当たり前のようにマドロールの隣に腰かけたヴィツィオを見て、ユラルは自分の妹にどういう態度をしていいか悩んでいるらしい。
「普通にしろ」
そんな風にヴィツィオに言われても、大国の皇帝と席を共にするというのはユラルにとっては緊張してならないことだ。それにヴィツィオの命令口調を聞くと、恐ろしくて仕方がないようである。そんなユラルの前でマドロールはユラルにとって驚きの行動に出る。
「もー、ヴィー様? そんな風に威圧しちゃ駄目ですよ! お兄様もそんなに緊張しなくていいです! ヴィー様は普通に私に接していいよーって思ってますから」
そんなことを言いながらヴィツィオに親し気に話しかける。
(マ、マドロール!? あの暴君皇帝にそういう意見を言って大丈夫なのか?)
ユラルは正直、そんな恐れ多い態度をマドロールがしたことに驚愕した。なのだが、その後にもっと驚いた。
「威圧してない」
「してますよ! ヴィー様の冷たい声ってすごくかっこいいですけれど、私のお兄様がヴィー様に悪印象持つの嫌ですよ。大好きなヴィー様とお兄様には仲良くしてほしいもの」
「ああ。……ユラル、楽にしていい」
「ふふ、さっきよりちょっと優しい感じでしたね! はぁああ、そういう口調のヴィー様も素敵!」
マドロールの言うことをヴィツィオがきいていた。というより、意見を言われても優しい笑みを浮かべてマドロールを見ているのだ。
それを見て、ユラルは驚愕しながらも本当に妹が暴君皇帝に愛されている!? と驚愕していた。
「マ、マドロール。皇帝陛下と仲がよさそうだね。安心したよ」
何とか絞り出すように告げれば、マドロールは勢いよく話し始める。
「手紙にも書いたでしょ? ヴィー様ってとってもかっこいいの! ヴィー様が素敵すぎて、私は毎日幸せで仕方ないの! ヴィー様は声も素敵でね、ヴィー様が私の名前を呼んでくれるだけで、変な声出そうになるの! 私がね、ヴィー様に……」
マシンガントークし始めたマドロールをヴィツィオが止める。
「マドロール、ユラルが固まってる」
「ヴィー様の良さをもっと語りたいのに!」
「大体、俺が居ない所でにしろ」
「えー? 私がヴィー様の良い所をヴィー様の前で語っちゃ駄目ですか? 私、照れてるヴィー様見るのも可愛いから好きなんですよねー。ヴィー様、結構照れ屋さんだし」
「そんなこと言うのマドロールだけだろうな」
「えへへ、私だけがヴィー様の可愛い所知っているとか役得!」
ユラルはそういう会話に相変わらず驚愕していた。
何故なら暴君皇帝のことをマドロールが可愛いとか照れ屋さんとか信じられないことを言っているのだ。
(……か、可愛い?? この皇帝陛下が……? というか、マドロールはこんなにも皇帝陛下のことが好きなのか。こんなマドロールは初めて見たかもしれない)

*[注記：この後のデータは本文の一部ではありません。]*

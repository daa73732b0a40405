//! Polling loop for asynchronous job completion.
//!
//! A submitted job finishes at an unknown later time. Rather than a single
//! fixed sleep, the client re-checks the job status at a fixed interval
//! until the service reports it ready, it reports it failed, or a hard
//! deadline passes. The interval defaults to the 15 seconds the service
//! documentation suggests between polls; growth is deliberately linear.

use std::time::{Duration, Instant};

use tracing::info;

use crate::client::transport::Transport;
use crate::client::{BlastClient, ClientError};
use crate::core::{JobHandle, JobStatus};

/// Pacing for the status poll loop
#[derive(Debug, Clone, Copy)]
pub struct BackoffPolicy {
    /// Pause between consecutive status checks, and before the first one
    pub interval: Duration,
    /// Total budget; polling stops with an error once this has elapsed
    pub deadline: Duration,
}

impl Default for BackoffPolicy {
    fn default() -> Self {
        Self {
            interval: Duration::from_secs(15),
            deadline: Duration::from_secs(600),
        }
    }
}

impl<T: Transport> BlastClient<T> {
    /// Poll until the job is ready, then return immediately.
    ///
    /// The first check happens after one interval, matching the service's
    /// request not to poll a job that was just submitted. A status of
    /// [`JobStatus::Unknown`] is treated as still-pending.
    ///
    /// # Errors
    ///
    /// Returns `ClientError::Network` if a status check fails, and
    /// `ClientError::Protocol` when the service reports the job failed or
    /// the deadline elapses first.
    pub fn wait_until_ready(
        &self,
        handle: &JobHandle,
        policy: &BackoffPolicy,
    ) -> Result<(), ClientError> {
        let start = Instant::now();
        loop {
            if start.elapsed() >= policy.deadline {
                return Err(ClientError::Protocol(format!(
                    "deadline exceeded while polling RID {handle}"
                )));
            }
            std::thread::sleep(policy.interval);

            match self.check_status(handle)? {
                JobStatus::Ready => {
                    info!("RID {handle} ready after {:.0?}", start.elapsed());
                    return Ok(());
                }
                JobStatus::Failed => {
                    return Err(ClientError::Protocol(format!(
                        "search failed on the server for RID {handle}"
                    )));
                }
                JobStatus::Pending | JobStatus::Unknown => {}
            }
        }
    }

    /// Poll until ready, then retrieve the text report.
    ///
    /// # Errors
    ///
    /// Propagates errors from [`Self::wait_until_ready`] and
    /// [`Self::fetch_report`].
    pub fn wait_for_report(
        &self,
        handle: &JobHandle,
        policy: &BackoffPolicy,
    ) -> Result<String, ClientError> {
        self.wait_until_ready(handle, policy)?;
        self.fetch_report(handle)
    }
}

#[cfg(test)]
mod tests {
    use super::*;

    #[test]
    fn test_default_policy_matches_service_guidance() {
        let policy = BackoffPolicy::default();
        assert_eq!(policy.interval, Duration::from_secs(15));
        assert!(policy.deadline > policy.interval);
    }
}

前世の記憶を思い出したマドロールは、祖国に居た頃よりもパワフルになっていた。
「あ、そうだ。お兄様、あのね、聞いて! 私、今、妊娠してるの!」
「そ、それは私に言っていいことなのかい?」
「問題ないよ! お兄様だし。それにもうすぐ公式発表されることだしね。お兄様、ごめんね。だからちょっとお迎えの場に立てなくて。ヴィー様ってば過保護で、妊娠しているんだから大人しくしてろって言うんだもん。まぁ、ヴィー様の美声でそんなこと言われたら頷くしかないけれど!」
どうやらマドロールがお出迎えに居なかったのは妊娠が原因らしかった。
帝国の皇室に新たな皇族が生まれるというのは世間を騒がせることである。
だというのに軽く言われたユラルは驚く。この帝国にやってきてから驚くことばかりである。
ただ妹であるマドロールが本当に幸せそうに笑っているので良かったと思って仕方がない。
その後、ユラルは二週間ほど帝国に滞在し、帰路につくことになった。
マドロールが皇帝に愛されている皇妃になったということで、ティドラン王国は繁栄していくことになるのであった。